图六:使用SpectraMax Paradigm仪器设置不同检测时间和延迟时间会得出不同滴度曲线(左)和试验窗口值W(右),其优化设置为20us延迟时间,200us检测时间。
Mu 阿片受体结合试验:
μ-阿片受体与内啡肽有较高亲和力(μ=吗啡),μ受体激动剂是鸦片生物碱吗啡。通过受体激动剂来激活μ受体,例如吗啡镇能够镇痛,镇静,降血压,精神欢快和降低呼吸频率,长时间或者高剂量使用阿片能够导致机体耐受下降,如果阿片摄入过量会导致由于机体呼吸困难造成缺氧而死。如果过量摄入阿片可以使用阿片拮抗剂(如纳洛酮和纳曲酮)来抵消其作用。

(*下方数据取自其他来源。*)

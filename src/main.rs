// apix-export - exports catalog changes to the legacy system through APIX
// Licensed under the MIT License

use apix_export::cli::{Cli, Commands};
use apix_export::config::{load_config, LoggingConfig};
use apix_export::logging::init_logging;
use clap::Parser;
use std::process;
use tokio::sync::watch;

#[tokio::main]
async fn main() {
    // Load environment variables from .env file if present
    let _ = dotenvy::dotenv();

    let cli = Cli::parse();

    // File logging only applies to the long-running export; a broken config file is
    // reported by the command itself, so logging falls back to the console here
    let (config_level, logging_config) = match (&cli.command, load_config(&cli.config)) {
        (Commands::Export(_), Ok(config)) => (Some(config.application.log_level), config.logging),
        _ => (
            None,
            LoggingConfig {
                local_enabled: false,
                ..LoggingConfig::default()
            },
        ),
    };
    let log_level = cli
        .log_level
        .clone()
        .or(config_level)
        .unwrap_or_else(|| "info".to_string());

    let logging_guard = match init_logging(&log_level, &logging_config) {
        Ok(guard) => guard,
        Err(e) => {
            eprintln!("Failed to initialize logging: {e}");
            process::exit(5);
        }
    };

    tracing::info!(version = env!("CARGO_PKG_VERSION"), "apix-export starting");

    let (shutdown_tx, shutdown_rx) = watch::channel(false);
    tokio::spawn(wait_for_shutdown(shutdown_tx));

    let exit_code = match execute_command(&cli, shutdown_rx).await {
        Ok(code) => code,
        Err(e) => {
            tracing::error!(error = %e, "Command execution failed");
            eprintln!("Error: {e}");
            5 // Fatal error exit code
        }
    };

    // process::exit skips destructors
    drop(logging_guard);
    process::exit(exit_code);
}

/// Raises the stop signal on SIGINT or SIGTERM
async fn wait_for_shutdown(shutdown_tx: watch::Sender<bool>) {
    #[cfg(unix)]
    {
        use tokio::signal::unix::{signal, SignalKind};

        let mut sigterm = match signal(SignalKind::terminate()) {
            Ok(s) => Some(s),
            Err(e) => {
                tracing::warn!(error = %e, "Failed to install SIGTERM handler, only Ctrl+C stops the export");
                None
            }
        };

        let terminate = async {
            match sigterm.as_mut() {
                Some(s) => {
                    s.recv().await;
                }
                None => std::future::pending::<()>().await,
            }
        };

        tokio::select! {
            result = tokio::signal::ctrl_c() => {
                if let Err(e) = result {
                    tracing::error!(error = %e, "Failed to listen for Ctrl+C");
                    return;
                }
                tracing::info!("Received SIGINT (Ctrl+C), stopping after the current iteration");
            }
            _ = terminate => {
                tracing::info!("Received SIGTERM, stopping after the current iteration");
            }
        }
    }

    #[cfg(not(unix))]
    {
        if let Err(e) = tokio::signal::ctrl_c().await {
            tracing::error!(error = %e, "Failed to listen for Ctrl+C");
            return;
        }
        tracing::info!("Received SIGINT (Ctrl+C), stopping after the current iteration");
    }

    eprintln!("\nShutdown signal received, finishing the current batch...");
    let _ = shutdown_tx.send(true);
}

/// Execute the CLI command
async fn execute_command(cli: &Cli, shutdown_signal: watch::Receiver<bool>) -> anyhow::Result<i32> {
    match &cli.command {
        Commands::Export(args) => args.execute(&cli.config, shutdown_signal).await,
        Commands::ValidateConfig(args) => args.execute(&cli.config).await,
    }
}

这里我们给出了活细胞受体结合试验的结果,Mu-阿片受体使用Tb/红色受体(Tag-lite® Dynamic TR-FRET)方法标记,SpectraMax Paradigm多功能读板机来评价其与配体结合和与不同化合物反应的抑制常量。
图七:使用SpectraMax Paradigm多功能读板机系统在Mu-阿片配体结合和竞争抑制试验的结果(右),试验窗口和Z值分别是5.3X和0.89。
胰高血糖素 GLP-1结合试验:
GLP1受体被认为广泛表达于胰岛β细胞中,激活GLP1受体会刺激腺苷环化酶途径,最终导致胰岛素含量增加和释放,因此GLP1受体作为治疗糖尿病潜在靶点,GLP1受体也可以表达于大脑中,参与控制食欲,调节记忆力和学习力等。通过SpectraMax Paradigm多功能读板机系统来评价胰高血糖素GLP1受体配体结合和竞争抑制试验过程。
图八:SpectraMax Paradigm多功能读板机用于GLP1肽受体激动剂的试验检测结果,试验窗口值和Z值分别是19X和0.78。
结论:
SpectraMax Paradigm和M5e多功能读板机在几个Cisbio试验中均有出色的表现:cAMP检测,pERK和PAKT激酶试验和Tag-lite配体结合和竞争试验。
通过对两款仪器设置的优化,针对Tag-lite试验(使用384孔板),通过试验窗口和Z值对它们的表现进行了评价,结果非常好。
缩短SpectraMax Paradigm多功能读板机的延迟时间和检测时间,会得出更好结果。
SpectraMax Paradigm多功能读板机和Tag-lite技术结合,会成为一个强大的、具有高通量特点的,可研究细胞表面结合和功能性的平台。